On Monday, Maverick Gaming, a privately held regional operator of a card club and casino, declared Chapter 11 bankruptcy.
The filing came approximately a month after S&P Global Ratings withdrew its ratings on the operator due to a lack of relevant information, and after the gambling company requested a 2024 debt restructure. Maverick listed $100 million to $500 million in total assets and liabilities in the bankruptcy petition in Texas.
"S&P Global Ratings today withdrew all its ratings on Maverick Gaming LLC, including the ‘CCC’ issuer credit rating, because of a lack of sufficient information to maintain the ratings. At the time of the withdrawal, our outlook on the company was negative,” said the ratings agency in a June 10 statement.
Maverick, a Washington-based company, operates 27 casinos and card rooms in Nevada, Colorado, and its home state. The CEO of the company, Eric Persson, is a skilled poker player.
Maverick has been acquisitive in Washington under Persson, a former executive at Las Vegas Sands, but some industry watchers think the operator went too far with its acquisition plan.
Many of the acquisitions were made with debt, and Maverick was forced to take drastic measures, such as closing four Washington-state card rooms, when some of the venues failed to live up to expectations. The bankruptcy case was potentially telegraphed because in a June 2024 report,S&P said the gambling company was likely heading for default or another debt restructuring, causing a “negative” outlook on the operator’s credit rating.
“The negative outlook reflects that Maverick may default or restructure in the next 12 months and that it depends on favorable business, financial, and economic conditions,” notes S&P.
S&P upgraded Maverick from D to CCC at that time, however the former still indicates a high default risk and is a highly speculative credit rating.
Maverick was hampered by a dismal macroeconomic climate in its native state, where it faces competition from rival card rooms and tribal casinos, which encourages significant promotional expenditures.

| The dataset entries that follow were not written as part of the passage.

//! Published record entity

use sea_orm::entity::prelude::*;
use serde::{Deserialize, Serialize};

#[derive(Clone, Debug, PartialEq, DeriveEntityModel, Serialize, Deserialize)]
#[sea_orm(table_name = "records")]
pub struct Model {
    #[sea_orm(primary_key, auto_increment = false)]
    pub id: Uuid,

    /// Canonical nested metadata
    #[sea_orm(column_type = "JsonBinary")]
    pub json: Json,

    /// Bumped on every committed change
    pub version_id: i32,

    pub created: DateTimeWithTimeZone,

    pub updated: DateTimeWithTimeZone,
}

impl Model {
    /// Record identifier stored in the metadata
    pub fn recid(&self) -> Option<String> {
        match self.json.get("recid") {
            Some(serde_json::Value::Number(n)) => Some(n.to_string()),
            Some(serde_json::Value::String(s)) => Some(s.clone()),
            _ => None,
        }
    }

    /// Community identifiers of the record
    pub fn communities(&self) -> Vec<String> {
        self.json
            .get("communities")
            .and_then(|c| c.as_array())
            .map(|c| {
                c.iter()
                    .filter_map(|v| v.as_str().map(String::from))
                    .collect()
            })
            .unwrap_or_default()
    }

    /// Bucket holding the record files
    pub fn record_bucket(&self) -> Option<Uuid> {
        self.json
            .get("_buckets")
            .and_then(|b| b.get("record"))
            .and_then(|b| b.as_str())
            .and_then(|b| Uuid::parse_str(b).ok())
    }
}

#[derive(Copy, Clone, Debug, EnumIter, DeriveRelation)]
pub enum Relation {
    #[sea_orm(has_many = "super::record_revision::Entity")]
    Revisions,
}

impl Related<super::record_revision::Entity> for Entity {
    fn to() -> RelationDef {
        Relation::Revisions.def()
    }
}

impl ActiveModelBehavior for ActiveModel {}
#[cfg(test)]
mod tests {
    use super::*;
    use serde_json::json;

    fn legacy_record() -> Value {
        json!({
            "title": "Test title",
            "upload_type": "publication",
            "publication_type": "article",
            "publication_date": "2012-04-25",
            "creators": [{"name": "Doe, John", "affiliation": "Atlantis"}],
            "description": "Test",
            "access_right": "open",
            "license": "cc-by",
            "journal_title": "J",
            "journal_volume": "8",
            "imprint_publisher": "Zenodo",
            "imprint_isbn": "0-306-40615-2",
            "imprint_place": "Geneva",
            "partof_title": "Proceedings",
            "partof_pages": "1-10",
            "conference_title": "Conf",
            "conference_url": "https://conf.example.org",
            "thesis_university": "CERN",
            "thesis_supervisors": [{"name": "Smith, Jane"}],
            "communities": [{"identifier": "c1"}],
            "grants": [{"id": "10.13039/501100000780::283595"}],
            "references": ["Ref 1"],
            "keywords": ["alpha"],
            "related_identifiers": [
                {"identifier": "10.1234/foo.bar2", "relation": "isCitedBy"},
                {"identifier": "2011ApJS..192...18K", "relation": "isAlternativeIdentifier"}
            ]
        })
    }

    #[test]
    fn test_forward_translation() {
        let nested = legacy_to_nested(&legacy_record());

        assert_eq!(nested["resource_type"], json!({"type": "publication", "subtype": "article"}));
        assert_eq!(nested["journal"], json!({"title": "J", "volume": "8", "year": "2012"}));
        assert_eq!(
            nested["imprint"],
            json!({"publisher": "Zenodo", "place": "Geneva", "year": "2012"})
        );
        assert_eq!(nested["isbn"], "0-306-40615-2");
        assert_eq!(nested["part_of"]["title"], "Proceedings");
        assert_eq!(nested["part_of"]["publisher"], "Zenodo");
        assert_eq!(nested["part_of"]["year"], "2012");
        assert_eq!(nested["meetings"]["url"], "https://conf.example.org");
        assert_eq!(nested["thesis"]["supervisors"][0]["familyname"], "Smith");
        assert_eq!(nested["communities"], json!(["c1"]));
        assert_eq!(nested["grants"], json!(["10.13039/501100000780::283595"]));
        assert_eq!(nested["license"], json!({"identifier": "cc-by"}));
        assert_eq!(nested["references"], json!([{"raw_reference": "Ref 1"}]));
        assert_eq!(nested["creators"][0]["givennames"], "John");
        assert_eq!(
            nested["related_identifiers"],
            json!([{"identifier": "10.1234/foo.bar2", "relation": "isCitedBy"}])
        );
        assert_eq!(
            nested["alternate_identifiers"],
            json!([{"identifier": "2011ApJS..192...18K", "relation": "isAlternativeIdentifier"}])
        );
        assert!(nested.get("journal_title").is_none());
        assert_eq!(nested["keywords"], json!(["alpha"]));
    }

    #[test]
    fn test_round_trip() {
        let legacy = legacy_record();
        assert_eq!(nested_to_legacy(&legacy_to_nested(&legacy)), legacy);
    }

    #[test]
    fn test_round_trip_journal_only() {
        let legacy = json!({
            "journal_title": "J",
            "journal_volume": "8",
            "publication_date": "2012-04-25",
            "related_identifiers": [
                {"identifier": "10.1234/foo.bar2", "relation": "isCitedBy"},
                {"identifier": "2011ApJS..192...18K", "relation": "isAlternativeIdentifier"}
            ]
        });

        let nested = legacy_to_nested(&legacy);
        assert_eq!(nested["journal"]["year"], "2012");
        assert_eq!(nested_to_legacy(&nested), legacy);
    }

    #[test]
    fn test_round_trip_alternate_first() {
        let legacy = json!({
            "related_identifiers": [
                {"identifier": "2011ApJS..192...18K", "relation": "isAlternativeIdentifier"},
                {"identifier": "10.1234/foo.bar2", "relation": "isCitedBy"}
            ]
        });

        let nested = legacy_to_nested(&legacy);
        assert_eq!(
            nested["related_identifiers"],
            json!([{"identifier": "10.1234/foo.bar2", "relation": "isCitedBy"}])
        );
        assert_eq!(nested["_alternate_positions"], json!([0]));
        assert_eq!(nested_to_legacy(&nested), legacy);
    }

    #[test]
    fn test_round_trip_interleaved_alternates() {
        let legacy = json!({
            "related_identifiers": [
                {"identifier": "10.1234/a", "relation": "cites"},
                {"identifier": "arXiv:1310.2590", "relation": "isAlternateIdentifier", "scheme": "arxiv"},
                {"identifier": "10.1234/b", "relation": "isCitedBy"},
                {"identifier": "2011ApJS..192...18K", "relation": "isAlternativeIdentifier"},
                {"identifier": "10.1234/c", "relation": "isPartOf"}
            ]
        });

        let nested = legacy_to_nested(&legacy);
        assert_eq!(nested["related_identifiers"].as_array().unwrap().len(), 3);
        assert_eq!(nested["alternate_identifiers"].as_array().unwrap().len(), 2);
        let back = nested_to_legacy(&nested);
        assert!(back.get("_alternate_positions").is_none());
        assert_eq!(back, legacy);
    }

    #[test]
    fn test_round_trip_only_alternates_and_empty_list() {
        let legacy = json!({
            "related_identifiers": [
                {"identifier": "2011ApJS..192...18K", "relation": "isAlternativeIdentifier"}
            ]
        });
        let nested = legacy_to_nested(&legacy);
        assert!(nested.get("related_identifiers").is_none());
        assert!(nested.get("_alternate_positions").is_none());
        assert_eq!(nested_to_legacy(&nested), legacy);

        let legacy = json!({"title": "T", "related_identifiers": []});
        let nested = legacy_to_nested(&legacy);
        assert_eq!(nested["related_identifiers"], json!([]));
        assert_eq!(nested_to_legacy(&nested), legacy);
    }

    #[test]
    fn test_alternate_relation_restored() {
        let legacy = json!({
            "related_identifiers": [
                {"identifier": "10.1234/a", "relation": "cites"},
                {"identifier": "arXiv:1310.2590", "relation": "isAlternateIdentifier", "scheme": "arxiv"}
            ]
        });

        let nested = legacy_to_nested(&legacy);
        assert_eq!(
            nested["alternate_identifiers"],
            json!([{"identifier": "arXiv:1310.2590", "scheme": "arxiv"}])
        );
        assert_eq!(nested_to_legacy(&nested), legacy);
    }

    #[test]
    fn test_image_subtype() {
        let legacy = json!({"upload_type": "image", "image_type": "photo"});
        let nested = legacy_to_nested(&legacy);
        assert_eq!(nested["resource_type"], json!({"type": "image", "subtype": "photo"}));
        assert_eq!(nested_to_legacy(&nested), legacy);
    }

    #[test]
    fn test_no_year_without_block() {
        let nested = legacy_to_nested(&json!({"publication_date": "2012-04-25"}));
        assert!(nested.get("journal").is_none());
        assert!(nested.get("imprint").is_none());
        assert!(nested.get("part_of").is_none());
    }

    #[test]
    fn test_reverse_accepts_postprocessed_blocks() {
        let nested = json!({
            "license": {"identifier": "cc-by", "license": "Creative Commons Attribution", "url": "https://x"},
            "grants": [{"title": "ACR - Title (g1)", "identifier": "g1"}]
        });
        let legacy = nested_to_legacy(&nested);
        assert_eq!(legacy["license"], "cc-by");
        assert_eq!(legacy["grants"], json!([{"id": "g1"}]));
    }

    #[test]
    fn test_unknown_keys_pass_through() {
        let legacy = json!({"prereserve_doi": {"doi": "10.5281/zenodo.1", "recid": 1}, "notes": "n"});
        let nested = legacy_to_nested(&legacy);
        assert_eq!(nested, legacy);
        assert_eq!(nested_to_legacy(&nested), legacy);
    }
}
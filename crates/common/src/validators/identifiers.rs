//! Persistent identifier scheme detection and DOI normalisation

use regex_lite::Regex;
use std::sync::LazyLock;

static DOI: LazyLock<Regex> =
    LazyLock::new(|| Regex::new(r"(?i)^(doi:)?10\.\d+(\.\d+)*/.+").expect("valid doi pattern"));

static DOI_URL_PREFIX: LazyLock<Regex> = LazyLock::new(|| {
    Regex::new(r"(?i)^(doi:\s*|https?://(dx\.)?doi\.org/)").expect("valid doi prefix pattern")
});

static ARXIV: LazyLock<Regex> = LazyLock::new(|| {
    Regex::new(r"(?i)^(arxiv:)?(\d{4}\.\d{4,5}|[a-z\-]+(\.[a-z]{2})?/\d{7})(v\d+)?$")
        .expect("valid arxiv pattern")
});

static ADS: LazyLock<Regex> =
    LazyLock::new(|| Regex::new(r"^(ads:)?\d{4}[A-Za-z]\S{13}[A-Za-z.:]$").expect("valid ads pattern"));

static PMCID: LazyLock<Regex> = LazyLock::new(|| Regex::new(r"(?i)^PMC\d+$").expect("valid pmcid pattern"));

static LSID: LazyLock<Regex> =
    LazyLock::new(|| Regex::new(r"(?i)^urn:lsid:[^:]+(:[^:]+){2,3}$").expect("valid lsid pattern"));

static URN: LazyLock<Regex> = LazyLock::new(|| {
    Regex::new(r"(?i)^urn:[a-z0-9][a-z0-9-]{0,31}:\S+$").expect("valid urn pattern")
});

static ISTC: LazyLock<Regex> = LazyLock::new(|| {
    Regex::new(r"^[0-9A-F]{3}-?[0-9A-F]{4}-?[0-9A-F]{8}-?[0-9A-F]$").expect("valid istc pattern")
});

static PMID: LazyLock<Regex> = LazyLock::new(|| Regex::new(r"(?i)^(pmid:)?\d+$").expect("valid pmid pattern"));

static HANDLE: LazyLock<Regex> = LazyLock::new(|| {
    Regex::new(r"(?i)^(hdl:\s*|https?://hdl\.handle\.net/)?\d+(\.\d+)*/\S+$").expect("valid handle pattern")
});

static URL: LazyLock<Regex> =
    LazyLock::new(|| Regex::new(r"(?i)^(https?|ftp)://[^\s/$.?#][^\s]*$").expect("valid url pattern"));

/// Whether a string looks like a DOI (with optional `doi:` prefix)
pub fn is_doi(value: &str) -> bool {
    DOI.is_match(value)
}

/// Strip whitespace plus `doi:` and resolver URL prefixes
pub fn normalize_doi(value: &str) -> String {
    DOI_URL_PREFIX.replace(value.trim(), "").trim().to_string()
}

fn digits(value: &str) -> Option<Vec<u32>> {
    let compact: String = value.chars().filter(|c| *c != '-' && *c != ' ').collect();
    compact.chars().map(|c| c.to_digit(10)).collect()
}

fn is_isbn(value: &str) -> bool {
    let compact: String = value
        .trim_start_matches("ISBN")
        .trim_start_matches(':')
        .trim()
        .chars()
        .filter(|c| *c != '-' && *c != ' ')
        .collect();

    match compact.len() {
        10 => {
            let mut sum = 0;
            for (i, c) in compact.chars().enumerate() {
                let v = match (i, c) {
                    (9, 'X') | (9, 'x') => 10,
                    (_, c) => match c.to_digit(10) {
                        Some(d) => d,
                        None => return false,
                    },
                };
                sum += v * (10 - i as u32);
            }
            sum % 11 == 0
        }
        13 => (compact.starts_with("978") || compact.starts_with("979")) && is_ean13(&compact),
        _ => false,
    }
}

fn is_ean13(value: &str) -> bool {
    match digits(value) {
        Some(d) if d.len() == 13 => {
            let sum: u32 = d
                .iter()
                .enumerate()
                .map(|(i, v)| if i % 2 == 0 { *v } else { v * 3 })
                .sum();
            sum % 10 == 0
        }
        _ => false,
    }
}

/// Detect the scheme of an identifier; the first matching scheme wins
pub fn detect_scheme(value: &str) -> Option<&'static str> {
    let value = value.trim();
    if value.is_empty() {
        return None;
    }

    let doi_candidate = normalize_doi(value);
    if is_doi(&doi_candidate) {
        return Some("doi");
    }
    if ARXIV.is_match(value) {
        return Some("arxiv");
    }
    if ADS.is_match(value) {
        return Some("ads");
    }
    if PMCID.is_match(value) {
        return Some("pmcid");
    }
    if LSID.is_match(value) {
        return Some("lsid");
    }
    if URN.is_match(value) {
        return Some("urn");
    }
    if is_isbn(value) {
        return Some("isbn");
    }
    if is_ean13(value) {
        return Some("ean13");
    }
    if ISTC.is_match(value) {
        return Some("istc");
    }
    if PMID.is_match(value) {
        return Some("pmid");
    }
    if HANDLE.is_match(value) {
        return Some("handle");
    }
    if URL.is_match(value) {
        return Some("url");
    }
    None
}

"This is compounded by a weaker local economy due to numerous layoffs in the region at technology companies that has constrained Maverick’s customer base and discretionary spending. In addition, its fixed-cost structure (including large fixed-rent obligations associated with various sale-leaseback transactions) is too high for its revenue base,” said S&P in June 2024.
The Bureau of Labor Statistics reports that Washington State's 4.5% unemployment rate is 37th in the United States. That is significantly higher than the 4.1% national average.